A Eletrobrás também informou que a valorização do real ante o dólar provocou perdas de R$ 755,8 milhões no trimestre. Em igual período de 2006, essas perdas foram de R$ 1,364 bilhão. O impacto negativo resulta do fato de a holding estatal de energia elétrica ser credora em dólares, especialmente em operações de empréstimos para a hidrelétrica Itaipu.
No fim de março, os empréstimos em dólares somavam o equivalente a R$ 15,162 bilhões (US$ 7,395 bilhões). As perdas do primeiro trimestre deste ano foram inferiores às observadas em igual período do ano passado porque a queda do dólar neste ano foi menor – a moeda americana registrou queda de 4,10% ante o real neste ano, ante 7,19% em igual período de 2006.
As participações nas empresas controladas (Furnas, Chesf, Eletronorte e Eletronuclear) produziram saldo positivo de R$ 511 milhões no primeiro trimestre do ano passado, número maior, portanto, do que os R$ 394 milhões deste ano. Isso mostra uma piora nos resultados das subsidiárias. As perdas maiores foram nas empresas da região Norte, especialmente a Eletronorte (prejuízo de R$ 129,72 milhões) e na Manaus Energia, distribuidora que atende a região metropolitana de Manaus, com perdas de R$ 119 milhões.
A mais lucrativa foi a subsidiária Furnas, que atua na região Sudeste, com lucro de R$ 169,81 milhões, superando ligeiramente os ganhos de Chesf, que atua na região Nordeste, com lucro de R$ 163,25 milhões.

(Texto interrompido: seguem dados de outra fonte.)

use std::collections::VecDeque;
use std::sync::Arc;
use std::sync::atomic::{AtomicUsize, Ordering};
use std::time::Duration;

use async_trait::async_trait;
use parking_lot::Mutex;
use parley_core::{Chat, Message, Update, UpdateKind, User};
use parley_framework::{Dispatcher, Handler};
use parley_runtime::config::{ParleyConfig, PollingConfig, ProcessorKind};
use parley_runtime::{ChannelSource, Runtime, SourceError, UpdateSource};

fn text(update_id: i64) -> Update {
    Update::message(
        update_id,
        Message::from_text(update_id, Chat::private(1), Some(User::new(1, "u")), "hi"),
    )
}

/// Replays a fixed script of fetch results, then reports `Closed`.
#[derive(Clone, Default)]
struct ScriptedSource {
    script: Arc<Mutex<VecDeque<Result<Vec<Update>, SourceError>>>>,
    offsets: Arc<Mutex<Vec<i64>>>,
    allowed: Arc<Mutex<Vec<Vec<UpdateKind>>>>,
}

impl ScriptedSource {
    fn new(script: impl IntoIterator<Item = Result<Vec<Update>, SourceError>>) -> Self {
        let source = Self::default();
        source.script.lock().extend(script);
        source
    }
}

#[async_trait]
impl UpdateSource for ScriptedSource {
    async fn fetch(
        &self,
        offset: i64,
        _limit: u32,
        _timeout: Duration,
        allowed: &[UpdateKind],
    ) -> Result<Vec<Update>, SourceError> {
        self.offsets.lock().push(offset);
        self.allowed.lock().push(allowed.to_vec());
        self.script
            .lock()
            .pop_front()
            .unwrap_or(Err(SourceError::Closed))
    }
}

fn counting_dispatcher(dispatcher: &Dispatcher) -> Arc<AtomicUsize> {
    let seen = Arc::new(AtomicUsize::new(0));
    let counter = seen.clone();
    dispatcher
        .add_handler(Handler::message("count", move |_ctx| {
            let counter = counter.clone();
            async move {
                counter.fetch_add(1, Ordering::SeqCst);
            }
        }))
        .unwrap();
    seen
}

#[tokio::test]
async fn cursor_moves_past_each_fed_update() {
    let source = ScriptedSource::new([Ok(vec![text(1), text(2)]), Ok(vec![]), Ok(vec![text(5)])]);
    let dispatcher = Dispatcher::new();
    let seen = counting_dispatcher(&dispatcher);

    let mut runtime = Runtime::new(dispatcher, source.clone(), PollingConfig::default()).unwrap();
    runtime.run_until(std::future::pending()).await.unwrap();

    assert_eq!(seen.load(Ordering::SeqCst), 3);
    assert_eq!(*source.offsets.lock(), [0, 3, 3, 6]);
    assert_eq!(runtime.offset(), 6);
}

#[tokio::test]
async fn poll_once_reports_batch_size() {
    let source = ScriptedSource::new([Ok(vec![text(7), text(8)])]);
    let dispatcher = Dispatcher::new();
    let seen = counting_dispatcher(&dispatcher);
    let mut runtime = Runtime::new(dispatcher, source, PollingConfig::default()).unwrap();

    assert_eq!(runtime.poll_once().await.unwrap(), 2);
    assert_eq!(runtime.offset(), 9);
    assert_eq!(seen.load(Ordering::SeqCst), 2);
    assert!(matches!(runtime.poll_once().await, Err(SourceError::Closed)));
}

#[tokio::test(start_paused = true)]
async fn failed_fetch_is_retried_after_delay() {
    let source = ScriptedSource::new([
        Err(SourceError::transport(std::io::Error::other("connection reset"))),
        Ok(vec![text(1)]),
    ]);
    let dispatcher = Dispatcher::new();
    let seen = counting_dispatcher(&dispatcher);
    let polling = PollingConfig {
        retry_delay_ms: 2_000,
        ..Default::default()
    };

    let started = tokio::time::Instant::now();
    let mut runtime = Runtime::new(dispatcher, source.clone(), polling).unwrap();
    runtime.run_until(std::future::pending()).await.unwrap();

    assert!(started.elapsed() >= Duration::from_millis(2_000));
    assert_eq!(*source.offsets.lock(), [0, 0, 2]);
    assert_eq!(seen.load(Ordering::SeqCst), 1);
}

#[tokio::test(start_paused = true)]
async fn shutdown_interrupts_a_pending_long_poll() {
    let (tx, source) = ChannelSource::channel(8);
    let mut runtime = Runtime::new(Dispatcher::new(), source, PollingConfig::default()).unwrap();

    runtime
        .run_until(tokio::time::sleep(Duration::from_secs(5)))
        .await
        .unwrap();

    assert_eq!(runtime.offset(), 0);
    drop(tx);
}

#[tokio::test(start_paused = true)]
async fn parallel_updates_are_drained_before_returning() {
    let mut config = ParleyConfig::default();
    config.dispatcher.processor = ProcessorKind::Parallel;
    config.polling.allowed_updates = vec!["message".into()];

    let source = ScriptedSource::new([Ok(vec![text(1), text(2), text(3)])]);
    let mut runtime = Runtime::from_config(&config, source.clone()).unwrap();
    assert_eq!(runtime.dispatcher().processor_name(), "parallel");

    let finished = Arc::new(AtomicUsize::new(0));
    let counter = finished.clone();
    runtime
        .dispatcher()
        .add_handler(Handler::message("slow", move |_ctx| {
            let counter = counter.clone();
            async move {
                tokio::time::sleep(Duration::from_secs(1)).await;
                counter.fetch_add(1, Ordering::SeqCst);
            }
        }))
        .unwrap();

    runtime.run_until(std::future::pending()).await.unwrap();

    assert_eq!(finished.load(Ordering::SeqCst), 3);
    assert!(
        source
            .allowed
            .lock()
            .iter()
            .all(|kinds| kinds == &[UpdateKind::Message])
    );
}

#[test]
fn unknown_allowed_update_is_rejected() {
    let polling = PollingConfig {
        allowed_updates: vec!["shipping_query".into()],
        ..Default::default()
    };
    let result = Runtime::new(Dispatcher::new(), ScriptedSource::default(), polling);
    assert!(result.is_err());
}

As distribuidoras de energia elétrica controladas pela Eletrobrás, que a empresa classifica como investimentos temporários, continuam sangrando o balanço da estatal. Essas cinco empresas deram prejuízo total de R$ 89 milhões no trimestre. A maior perda ocorreu na Ceam, que atua no interior do Amazonas, com perdas de R$ 74,93 milhões. A Cepisa (Piauí) perdeu R$ 16,95 milhões, a Cerom (Rondônia) perdeu R$ 1,61 milhão, enquanto a Eletroacre deu lucro de R$ 1,90 milhão e a de Alagoas (Ceal) gerou resultado positivo de R$ 2,7 milhões.